Over 75 million Americans will be using dedicated activity trackers by 2021, over double the current user base, according to a new study by Juniper Research. The same study suggests that this will be a $20 billion hardware market annually within 5 years.
The findings also suggest that consumers' perception of wearable trackers will slightly shift to make them seem more necessary. Vendors like Fitbit, Withings and Misfit are leading this change, making integration with medical databases a priority and focusing on encouraging users to lead healthier lives, rather than getting fitter.
This will move the wearables battleground from consumer hardware to institutional partnerships and software integration, with companies that are being able to make their devices and systems part of healthcare practices reaping the largest rewards.
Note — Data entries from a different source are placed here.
use proptest::prelude::*;

use sigil_protocol::config::Network;
use sigil_protocol::crypto::Keypair;
use sigil_protocol::identity::Identity;
use sigil_protocol::message::SignatureService;

const BASE58_ALPHABET: &str = "123456789ABCDEFGHJKLMNPQRSTUVWXYZabcdefghijkmnopqrstuvwxyz";
const BECH32_ALPHABET: &str = "qpzry9x8gf2tvdw0s3jn54khce6mua7l";

fn identity(seed: [u8; 32]) -> Identity {
    Identity::from_keypair(Network::Mainnet, Keypair::from_seed(&seed))
}

fn alphabet(chars: &str) -> impl Strategy<Value = char> {
    prop::sample::select(chars.chars().collect::<Vec<_>>())
}

/// Replace the character at `index % len` with `replacement`, or with the
/// alphabet's first character when they coincide.
fn mutate_char(s: &str, index: usize, replacement: char, fallback_alphabet: &str) -> String {
    let i = index % s.len();
    let original = s.as_bytes()[i] as char;
    let replacement = if replacement == original {
        fallback_alphabet
            .chars()
            .find(|&c| c != original)
            .unwrap_or('1')
    } else {
        replacement
    };
    let mut out = s.to_string();
    out.replace_range(i..i + 1, &replacement.to_string());
    out
}

proptest! {
    #![proptest_config(ProptestConfig::with_cases(64))]

    #[test]
    fn signed_message_verifies(
        seed in any::<[u8; 32]>(),
        message in prop::collection::vec(any::<u8>(), 0..512),
    ) {
        let service = SignatureService::new();
        let id = identity(seed);
        let sig = service.sign(&message, &id).unwrap();
        prop_assert!(service.verify(&message, &id.address().to_string(), &sig.to_string()));
    }

    #[test]
    fn other_message_does_not_verify(
        seed in any::<[u8; 32]>(),
        message in prop::collection::vec(any::<u8>(), 0..128),
        other in prop::collection::vec(any::<u8>(), 0..128),
    ) {
        prop_assume!(message != other);
        let service = SignatureService::new();
        let id = identity(seed);
        let sig = service.sign(&message, &id).unwrap();
        prop_assert!(!service.verify(&other, &id.address().to_string(), &sig.to_string()));
    }

    #[test]
    fn message_bit_flip_does_not_verify(
        seed in any::<[u8; 32]>(),
        message in prop::collection::vec(any::<u8>(), 1..128),
        index in any::<usize>(),
        bit in 0u8..8,
    ) {
        let service = SignatureService::new();
        let id = identity(seed);
        let sig = service.sign(&message, &id).unwrap();

        let mut flipped = message.clone();
        let i = index % flipped.len();
        flipped[i] ^= 1 << bit;
        prop_assert!(!service.verify_typed(&flipped, id.address(), &sig));
    }

    #[test]
    fn other_identity_does_not_verify(
        seed in any::<[u8; 32]>(),
        other_seed in any::<[u8; 32]>(),
        message in prop::collection::vec(any::<u8>(), 0..64),
    ) {
        prop_assume!(seed != other_seed);
        let service = SignatureService::new();
        let signer = identity(seed);
        let other = identity(other_seed);
        let sig = service.sign(&message, &signer).unwrap();
        prop_assert!(!service.verify(&message, &other.address().to_string(), &sig.to_string()));
    }

    #[test]
    fn signature_character_mutation_does_not_verify(
        seed in any::<[u8; 32]>(),
        message in prop::collection::vec(any::<u8>(), 0..64),
        index in any::<usize>(),
        replacement in alphabet(BASE58_ALPHABET),
    ) {
        let service = SignatureService::new();
        let id = identity(seed);
        let sig = service.sign(&message, &id).unwrap().to_string();
        let mutated = mutate_char(&sig, index, replacement, BASE58_ALPHABET);
        prop_assert_ne!(&mutated, &sig);
        prop_assert!(!service.verify(&message, &id.address().to_string(), &mutated));
    }

    #[test]
    fn address_character_mutation_does_not_verify(
        seed in any::<[u8; 32]>(),
        message in prop::collection::vec(any::<u8>(), 0..64),
        index in any::<usize>(),
        replacement in alphabet(BECH32_ALPHABET),
    ) {
        let service = SignatureService::new();
        let id = identity(seed);
        let sig = service.sign(&message, &id).unwrap().to_string();
        let address = id.address().to_string();
        let mutated = mutate_char(&address, index, replacement, BECH32_ALPHABET);
        prop_assert_ne!(&mutated, &address);
        prop_assert!(!service.verify(&message, &mutated, &sig));
    }

    #[test]
    fn appended_suffix_does_not_verify(
        seed in any::<[u8; 32]>(),
        suffix in "[1-9A-Za-z]{1,8}",
    ) {
        let service = SignatureService::new();
        let id = identity(seed);
        let sig = service.sign(b"foo", &id).unwrap().to_string();
        let tampered = format!("{}{}", sig, suffix);
        prop_assert!(!service.verify(b"foo", &id.address().to_string(), &tampered));
    }

    #[test]
    fn verify_is_total_over_strings(
        message in prop::collection::vec(any::<u8>(), 0..64),
        address in ".{0,128}",
        signature in ".{0,256}",
    ) {
        let service = SignatureService::new();
        prop_assert!(!service.verify(&message, &address, &signature));
        prop_assert!(service.check(&message, &address, &signature).is_err());
    }

    #[test]
    fn verify_is_total_over_bytes(
        message in prop::collection::vec(any::<u8>(), 0..64),
        address in prop::collection::vec(any::<u8>(), 0..128),
        signature in prop::collection::vec(any::<u8>(), 0..256),
    ) {
        prop_assert!(!SignatureService::new().verify_bytes(&message, &address, &signature));
    }

    #[test]
    fn well_formed_but_unrelated_signature_does_not_verify(
        seed in any::<[u8; 32]>(),
        raw in prop::collection::vec(any::<u8>(), 64..=64),
    ) {
        let service = SignatureService::new();
        let id = identity(seed);
        let forged = format!("SigV1{}", bs58::encode(&raw).into_string());
        prop_assert!(!service.verify(b"foo", &id.address().to_string(), &forged));
    }
}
The research also revealed that the range of metrics wearables measure has increased in recent years, with heart rate and related metrics becoming more common. This will accelerate the merging of the fitness and health wearables categories, which already have a degree of overlap.
Interestingly, Juniper forecasts that nearly 25% of fitness trackers will be something other than a wristband by 2021. Nevertheless, core functions will remain unchanged — to record activity and provide advice.
"The promise of a healthier life remains the biggest reason for wearables use," research author James Moar said in a statement. "The ability to collect more and better data on consumers, coupled with advances in artificial intelligence, will allow these devices to provide tailored advice, and have a much clearer impact on consumers' lives in future."
The whitepaper, "Fitness Wearables ~ Going the Extra Metric" is available to download from the Juniper website together with further details of the full research.